▶ _Stored items_
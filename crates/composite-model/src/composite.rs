//! Composite descriptors
//!
//! A `CompositeDeclaration` names its capabilities and fragments; the
//! catalog turns it into an immutable `CompositeDescriptor` once every
//! reference has been checked and the capability list linearized.

use std::sync::Arc;

use crate::capability::CapabilityCatalog;
use crate::fragment::{InterceptorDescriptor, MixinDescriptor};
use crate::names::{CapabilityName, CompositeName, FragmentName, MethodRef};

/// Unchecked declaration of a composite type
#[derive(Debug, Clone)]
pub struct CompositeDeclaration {
    pub name: CompositeName,
    pub exposes: Vec<CapabilityName>,
    pub mixins: Vec<FragmentName>,
    pub interceptors: Vec<FragmentName>,
    pub wraps: Option<CompositeName>,
}

impl CompositeDeclaration {
    pub fn new(name: impl Into<CompositeName>) -> Self {
        Self {
            name: name.into(),
            exposes: Vec::new(),
            mixins: Vec::new(),
            interceptors: Vec::new(),
            wraps: None,
        }
    }

    pub fn exposes(mut self, capability: impl Into<CapabilityName>) -> Self {
        self.exposes.push(capability.into());
        self
    }

    pub fn mixin(mut self, mixin: impl Into<FragmentName>) -> Self {
        self.mixins.push(mixin.into());
        self
    }

    /// Declare a composite-level interceptor
    pub fn interceptor(mut self, interceptor: impl Into<FragmentName>) -> Self {
        self.interceptors.push(interceptor.into());
        self
    }

    /// Delegate to an inner composite
    pub fn wraps(mut self, inner: impl Into<CompositeName>) -> Self {
        self.wraps = Some(inner.into());
        self
    }
}

/// Immutable description of one composite type
#[derive(Debug, Clone)]
pub struct CompositeDescriptor {
    pub name: CompositeName,
    /// Capabilities as declared
    pub exposes: Vec<CapabilityName>,
    /// Declared capabilities plus inherited ones, in linearization order
    pub capabilities: Vec<CapabilityName>,
    pub mixins: Vec<Arc<MixinDescriptor>>,
    /// Composite-level interceptors
    pub interceptors: Vec<Arc<InterceptorDescriptor>>,
    pub wraps: Option<CompositeName>,
}

impl CompositeDescriptor {
    pub(crate) fn new(
        declaration: CompositeDeclaration,
        capabilities: &CapabilityCatalog,
        mixins: Vec<Arc<MixinDescriptor>>,
        interceptors: Vec<Arc<InterceptorDescriptor>>,
    ) -> Self {
        let linearized = capabilities.linearize(&declaration.exposes);
        Self {
            name: declaration.name,
            exposes: declaration.exposes,
            capabilities: linearized,
            mixins,
            interceptors,
            wraps: declaration.wraps,
        }
    }

    /// Every method of every exposed capability, in linearization order
    pub fn methods(&self, capabilities: &CapabilityCatalog) -> Vec<MethodRef> {
        self.capabilities
            .iter()
            .filter_map(|name| capabilities.get(name.as_str()))
            .flat_map(|descriptor| descriptor.method_refs())
            .collect()
    }

    pub fn mixin(&self, name: &str) -> Option<&Arc<MixinDescriptor>> {
        self.mixins.iter().find(|m| m.name() == name)
    }
}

▶ _Problem_
Retype all the data, keeping every character the same.

▶ _Answer box_
filename crates/composite-model/src/composite.rs
//! Composite descriptors
//!
//! A `CompositeDeclaration` names its capabilities and fragments; the
//! catalog turns it into an immutable `CompositeDescriptor` once every
//! reference has been checked and the capability list linearized.

use std::sync::Arc;

use crate::capability::CapabilityCatalog;
use crate::fragment::{InterceptorDescriptor, MixinDescriptor};
use crate::names::{CapabilityName, CompositeName, FragmentName, MethodRef};

/// Unchecked declaration of a composite type
#[derive(Debug, Clone)]
pub struct CompositeDeclaration {
    pub name: CompositeName,
    pub exposes: Vec<CapabilityName>,
    pub mixins: Vec<FragmentName>,
    pub interceptors: Vec<FragmentName>,
    pub wraps: Option<CompositeName>,
}

impl CompositeDeclaration {
    pub fn new(name: impl Into<CompositeName>) -> Self {
        Self {
            name: name.into(),
            exposes: Vec::new(),
            mixins: Vec::new(),
            interceptors: Vec::new(),
            wraps: None,
        }
    }

    pub fn exposes(mut self, capability: impl Into<CapabilityName>) -> Self {
        self.exposes.push(capability.into());
        self
    }

    pub fn mixin(mut self, mixin: impl Into<FragmentName>) -> Self {
        self.mixins.push(mixin.into());
        self
    }

    /// Declare a composite-level interceptor
    pub fn interceptor(mut self, interceptor: impl Into<FragmentName>) -> Self {
        self.interceptors.push(interceptor.into());
        self
    }

    /// Delegate to an inner composite
    pub fn wraps(mut self, inner: impl Into<CompositeName>) -> Self {
        self.wraps = Some(inner.into());
        self
    }
}

/// Immutable description of one composite type
#[derive(Debug, Clone)]
pub struct CompositeDescriptor {
    pub name: CompositeName,
    /// Capabilities as declared
    pub exposes: Vec<CapabilityName>,
    /// Declared capabilities plus inherited ones, in linearization order
    pub capabilities: Vec<CapabilityName>,
    pub mixins: Vec<Arc<MixinDescriptor>>,
    /// Composite-level interceptors
    pub interceptors: Vec<Arc<InterceptorDescriptor>>,
    pub wraps: Option<CompositeName>,
}

impl CompositeDescriptor {
    pub(crate) fn new(
        declaration: CompositeDeclaration,
        capabilities: &CapabilityCatalog,
        mixins: Vec<Arc<MixinDescriptor>>,
        interceptors: Vec<Arc<InterceptorDescriptor>>,
    ) -> Self {
        let linearized = capabilities.linearize(&declaration.exposes);
        Self {
            name: declaration.name,
            exposes: declaration.exposes,
            capabilities: linearized,
            mixins,
            interceptors,
            wraps: declaration.wraps,
        }
    }

    /// Every method of every exposed capability, in linearization order
    pub fn methods(&self, capabilities: &CapabilityCatalog) -> Vec<MethodRef> {
        self.capabilities
            .iter()
            .filter_map(|name| capabilities.get(name.as_str()))
            .flat_map(|descriptor| descriptor.method_refs())
            .collect()
    }

    pub fn mixin(&self, name: &str) -> Option<&Arc<MixinDescriptor>> {
        self.mixins.iter().find(|m| m.name() == name)
    }
}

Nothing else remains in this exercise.